▸ Task requirements
Each line that holds the string "UnresolvedDependency" counts once. Say how many such lines the entries have, giving the number only.

=== Begin Enclosure ===

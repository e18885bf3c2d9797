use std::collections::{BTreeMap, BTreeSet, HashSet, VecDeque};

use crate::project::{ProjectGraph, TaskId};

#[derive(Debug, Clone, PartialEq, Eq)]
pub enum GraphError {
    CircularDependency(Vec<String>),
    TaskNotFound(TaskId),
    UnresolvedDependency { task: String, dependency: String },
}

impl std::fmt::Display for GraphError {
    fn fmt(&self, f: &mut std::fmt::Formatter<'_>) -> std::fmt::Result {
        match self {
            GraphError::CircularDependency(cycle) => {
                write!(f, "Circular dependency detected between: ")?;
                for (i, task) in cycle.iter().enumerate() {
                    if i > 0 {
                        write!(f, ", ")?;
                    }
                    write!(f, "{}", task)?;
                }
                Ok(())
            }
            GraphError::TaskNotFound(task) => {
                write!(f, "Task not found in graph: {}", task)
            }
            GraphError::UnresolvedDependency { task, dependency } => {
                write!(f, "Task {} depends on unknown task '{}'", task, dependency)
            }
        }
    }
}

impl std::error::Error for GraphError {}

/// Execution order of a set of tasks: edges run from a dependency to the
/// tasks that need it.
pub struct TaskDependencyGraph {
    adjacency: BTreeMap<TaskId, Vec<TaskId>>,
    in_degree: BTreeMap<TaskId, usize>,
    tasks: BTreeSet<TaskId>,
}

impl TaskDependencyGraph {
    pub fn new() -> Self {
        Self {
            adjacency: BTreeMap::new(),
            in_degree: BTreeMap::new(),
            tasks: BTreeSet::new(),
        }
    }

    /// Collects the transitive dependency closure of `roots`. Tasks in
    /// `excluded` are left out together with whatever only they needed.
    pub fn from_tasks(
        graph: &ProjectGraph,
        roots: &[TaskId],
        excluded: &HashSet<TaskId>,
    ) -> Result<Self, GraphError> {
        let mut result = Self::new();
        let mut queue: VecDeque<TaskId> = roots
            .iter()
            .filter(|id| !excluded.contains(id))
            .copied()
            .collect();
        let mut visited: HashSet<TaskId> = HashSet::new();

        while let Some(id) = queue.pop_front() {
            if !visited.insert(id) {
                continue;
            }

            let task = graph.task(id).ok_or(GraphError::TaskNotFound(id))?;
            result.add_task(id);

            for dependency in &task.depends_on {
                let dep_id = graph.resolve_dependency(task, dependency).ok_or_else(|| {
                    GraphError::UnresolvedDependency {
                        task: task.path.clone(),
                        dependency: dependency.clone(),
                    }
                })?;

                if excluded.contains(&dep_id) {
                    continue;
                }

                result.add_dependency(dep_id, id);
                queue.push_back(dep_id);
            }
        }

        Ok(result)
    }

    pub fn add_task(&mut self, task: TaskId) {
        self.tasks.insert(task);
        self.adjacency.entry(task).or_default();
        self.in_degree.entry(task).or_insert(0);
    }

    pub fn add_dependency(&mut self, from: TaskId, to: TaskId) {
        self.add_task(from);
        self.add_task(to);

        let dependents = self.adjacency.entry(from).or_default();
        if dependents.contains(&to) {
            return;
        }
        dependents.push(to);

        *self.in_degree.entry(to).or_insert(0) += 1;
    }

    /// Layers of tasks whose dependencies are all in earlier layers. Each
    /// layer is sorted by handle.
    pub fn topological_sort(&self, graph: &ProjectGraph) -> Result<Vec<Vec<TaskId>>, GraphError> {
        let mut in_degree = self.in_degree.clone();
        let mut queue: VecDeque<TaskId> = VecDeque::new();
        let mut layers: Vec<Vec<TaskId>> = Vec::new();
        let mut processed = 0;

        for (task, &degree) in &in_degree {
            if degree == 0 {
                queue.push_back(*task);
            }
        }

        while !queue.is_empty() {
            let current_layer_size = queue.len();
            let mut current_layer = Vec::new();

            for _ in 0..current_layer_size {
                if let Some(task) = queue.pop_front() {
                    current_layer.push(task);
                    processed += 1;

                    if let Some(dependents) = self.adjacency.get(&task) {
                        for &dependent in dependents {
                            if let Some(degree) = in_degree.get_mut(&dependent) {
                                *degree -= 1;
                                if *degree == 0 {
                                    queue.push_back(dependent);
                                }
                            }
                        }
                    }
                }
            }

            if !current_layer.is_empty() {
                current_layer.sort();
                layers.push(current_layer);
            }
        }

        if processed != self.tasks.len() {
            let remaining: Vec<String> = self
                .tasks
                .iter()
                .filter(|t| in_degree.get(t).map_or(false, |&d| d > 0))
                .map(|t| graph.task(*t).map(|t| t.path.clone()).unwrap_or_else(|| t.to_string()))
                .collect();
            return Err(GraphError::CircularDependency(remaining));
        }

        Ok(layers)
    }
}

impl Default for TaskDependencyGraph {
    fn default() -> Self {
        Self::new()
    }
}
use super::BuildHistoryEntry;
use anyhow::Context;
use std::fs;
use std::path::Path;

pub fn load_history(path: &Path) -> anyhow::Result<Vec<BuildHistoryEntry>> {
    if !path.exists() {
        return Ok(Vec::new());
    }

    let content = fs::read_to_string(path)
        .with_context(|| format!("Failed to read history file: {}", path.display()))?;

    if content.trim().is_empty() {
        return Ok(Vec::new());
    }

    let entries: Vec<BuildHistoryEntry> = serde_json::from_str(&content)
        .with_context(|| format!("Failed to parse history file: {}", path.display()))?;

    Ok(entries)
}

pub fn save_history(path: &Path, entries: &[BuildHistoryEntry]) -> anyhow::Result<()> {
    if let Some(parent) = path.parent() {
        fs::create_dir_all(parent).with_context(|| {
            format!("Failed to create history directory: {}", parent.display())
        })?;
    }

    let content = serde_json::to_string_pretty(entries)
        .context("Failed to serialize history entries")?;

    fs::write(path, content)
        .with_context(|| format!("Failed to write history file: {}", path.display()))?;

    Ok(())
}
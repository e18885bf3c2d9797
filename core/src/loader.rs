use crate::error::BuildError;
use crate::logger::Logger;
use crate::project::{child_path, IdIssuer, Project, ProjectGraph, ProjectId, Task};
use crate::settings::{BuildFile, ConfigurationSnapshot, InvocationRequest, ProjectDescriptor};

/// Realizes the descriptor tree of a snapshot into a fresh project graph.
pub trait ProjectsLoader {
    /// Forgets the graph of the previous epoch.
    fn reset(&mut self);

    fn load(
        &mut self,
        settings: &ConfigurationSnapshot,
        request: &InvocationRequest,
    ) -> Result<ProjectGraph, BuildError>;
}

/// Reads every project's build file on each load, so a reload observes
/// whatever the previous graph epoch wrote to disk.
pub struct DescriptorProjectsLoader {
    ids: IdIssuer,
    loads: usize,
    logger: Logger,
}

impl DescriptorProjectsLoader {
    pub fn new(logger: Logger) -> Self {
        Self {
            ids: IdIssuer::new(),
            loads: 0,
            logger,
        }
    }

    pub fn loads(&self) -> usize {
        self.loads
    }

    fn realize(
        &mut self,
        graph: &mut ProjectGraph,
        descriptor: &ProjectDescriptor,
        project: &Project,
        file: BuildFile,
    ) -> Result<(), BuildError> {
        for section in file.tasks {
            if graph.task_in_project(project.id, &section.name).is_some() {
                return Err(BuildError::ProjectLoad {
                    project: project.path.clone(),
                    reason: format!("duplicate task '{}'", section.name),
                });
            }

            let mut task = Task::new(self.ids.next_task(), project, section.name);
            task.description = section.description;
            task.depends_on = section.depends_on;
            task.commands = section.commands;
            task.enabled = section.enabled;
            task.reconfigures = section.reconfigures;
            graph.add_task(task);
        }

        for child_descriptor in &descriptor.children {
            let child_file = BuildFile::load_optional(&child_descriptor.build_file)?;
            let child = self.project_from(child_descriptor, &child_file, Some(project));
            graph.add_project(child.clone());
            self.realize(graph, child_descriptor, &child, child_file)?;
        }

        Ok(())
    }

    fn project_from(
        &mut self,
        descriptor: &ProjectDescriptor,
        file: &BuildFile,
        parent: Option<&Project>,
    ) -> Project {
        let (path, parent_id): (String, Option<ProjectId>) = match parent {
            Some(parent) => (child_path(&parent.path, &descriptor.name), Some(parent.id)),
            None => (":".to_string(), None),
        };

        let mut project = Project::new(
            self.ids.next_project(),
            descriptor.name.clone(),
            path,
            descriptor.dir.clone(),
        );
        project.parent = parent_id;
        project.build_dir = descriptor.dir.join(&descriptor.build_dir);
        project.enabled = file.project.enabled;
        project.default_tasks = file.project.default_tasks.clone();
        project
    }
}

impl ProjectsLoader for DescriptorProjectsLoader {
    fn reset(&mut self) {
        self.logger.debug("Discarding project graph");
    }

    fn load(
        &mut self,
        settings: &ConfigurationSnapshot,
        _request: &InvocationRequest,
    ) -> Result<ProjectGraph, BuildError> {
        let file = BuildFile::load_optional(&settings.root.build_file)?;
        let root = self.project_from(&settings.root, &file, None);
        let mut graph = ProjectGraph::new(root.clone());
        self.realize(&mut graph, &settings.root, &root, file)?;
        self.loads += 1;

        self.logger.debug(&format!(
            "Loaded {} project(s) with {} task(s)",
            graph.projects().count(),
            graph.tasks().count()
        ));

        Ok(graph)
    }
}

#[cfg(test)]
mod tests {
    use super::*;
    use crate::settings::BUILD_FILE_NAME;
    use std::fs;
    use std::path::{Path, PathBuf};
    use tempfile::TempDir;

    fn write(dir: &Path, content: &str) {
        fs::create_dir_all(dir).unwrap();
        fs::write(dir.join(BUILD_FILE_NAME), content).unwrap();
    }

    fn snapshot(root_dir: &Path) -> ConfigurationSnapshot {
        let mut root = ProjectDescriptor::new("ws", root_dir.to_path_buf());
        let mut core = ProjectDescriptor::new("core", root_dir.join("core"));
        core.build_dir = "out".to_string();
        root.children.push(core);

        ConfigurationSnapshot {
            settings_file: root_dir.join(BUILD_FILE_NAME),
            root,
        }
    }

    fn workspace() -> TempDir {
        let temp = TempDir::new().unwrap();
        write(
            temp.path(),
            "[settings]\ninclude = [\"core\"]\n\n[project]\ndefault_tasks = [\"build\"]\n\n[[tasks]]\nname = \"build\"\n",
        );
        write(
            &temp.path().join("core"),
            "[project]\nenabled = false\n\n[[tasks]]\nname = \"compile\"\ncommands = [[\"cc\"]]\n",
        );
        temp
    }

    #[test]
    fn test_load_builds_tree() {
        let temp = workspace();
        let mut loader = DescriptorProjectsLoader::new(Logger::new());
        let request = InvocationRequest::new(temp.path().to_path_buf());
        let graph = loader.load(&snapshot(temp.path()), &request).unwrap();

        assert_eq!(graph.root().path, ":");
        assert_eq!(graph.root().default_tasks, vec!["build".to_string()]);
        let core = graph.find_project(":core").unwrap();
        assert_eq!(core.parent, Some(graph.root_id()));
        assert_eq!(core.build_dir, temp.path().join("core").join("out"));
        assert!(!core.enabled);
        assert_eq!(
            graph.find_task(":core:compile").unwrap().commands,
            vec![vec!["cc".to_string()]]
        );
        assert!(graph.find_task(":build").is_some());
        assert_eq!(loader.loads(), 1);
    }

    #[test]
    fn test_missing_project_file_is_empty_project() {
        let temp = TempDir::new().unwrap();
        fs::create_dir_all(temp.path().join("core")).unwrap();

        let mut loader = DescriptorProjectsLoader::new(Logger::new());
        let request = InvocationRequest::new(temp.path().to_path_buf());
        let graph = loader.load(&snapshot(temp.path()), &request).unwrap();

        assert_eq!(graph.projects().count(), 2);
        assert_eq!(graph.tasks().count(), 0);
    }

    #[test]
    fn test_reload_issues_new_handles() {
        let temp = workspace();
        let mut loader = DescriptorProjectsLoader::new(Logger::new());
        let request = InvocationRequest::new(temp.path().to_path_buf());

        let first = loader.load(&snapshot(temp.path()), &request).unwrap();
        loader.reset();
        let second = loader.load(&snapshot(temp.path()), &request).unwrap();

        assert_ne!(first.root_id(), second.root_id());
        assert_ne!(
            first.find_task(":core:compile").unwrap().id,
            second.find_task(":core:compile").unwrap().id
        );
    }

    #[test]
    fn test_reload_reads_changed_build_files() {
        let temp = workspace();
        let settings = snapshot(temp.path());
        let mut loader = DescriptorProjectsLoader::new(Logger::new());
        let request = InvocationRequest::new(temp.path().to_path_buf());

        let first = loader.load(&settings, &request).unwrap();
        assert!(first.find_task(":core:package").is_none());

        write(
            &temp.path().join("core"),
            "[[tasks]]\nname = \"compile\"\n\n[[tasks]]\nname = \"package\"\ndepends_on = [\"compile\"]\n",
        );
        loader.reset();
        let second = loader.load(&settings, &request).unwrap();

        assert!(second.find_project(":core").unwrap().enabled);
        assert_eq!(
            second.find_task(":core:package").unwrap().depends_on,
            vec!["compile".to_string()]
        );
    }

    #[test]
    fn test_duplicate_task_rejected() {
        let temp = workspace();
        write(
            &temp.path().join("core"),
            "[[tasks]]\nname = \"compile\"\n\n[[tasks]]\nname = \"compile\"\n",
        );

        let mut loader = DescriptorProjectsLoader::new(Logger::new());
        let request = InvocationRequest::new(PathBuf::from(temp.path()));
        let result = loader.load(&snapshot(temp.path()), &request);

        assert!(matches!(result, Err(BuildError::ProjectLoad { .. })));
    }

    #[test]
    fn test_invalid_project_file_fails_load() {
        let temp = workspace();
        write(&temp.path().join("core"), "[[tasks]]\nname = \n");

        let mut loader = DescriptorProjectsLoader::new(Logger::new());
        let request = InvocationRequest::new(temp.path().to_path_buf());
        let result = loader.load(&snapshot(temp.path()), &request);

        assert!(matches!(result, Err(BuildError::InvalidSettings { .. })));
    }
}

=== End Enclosure ===

▸ Solution to this exercise
3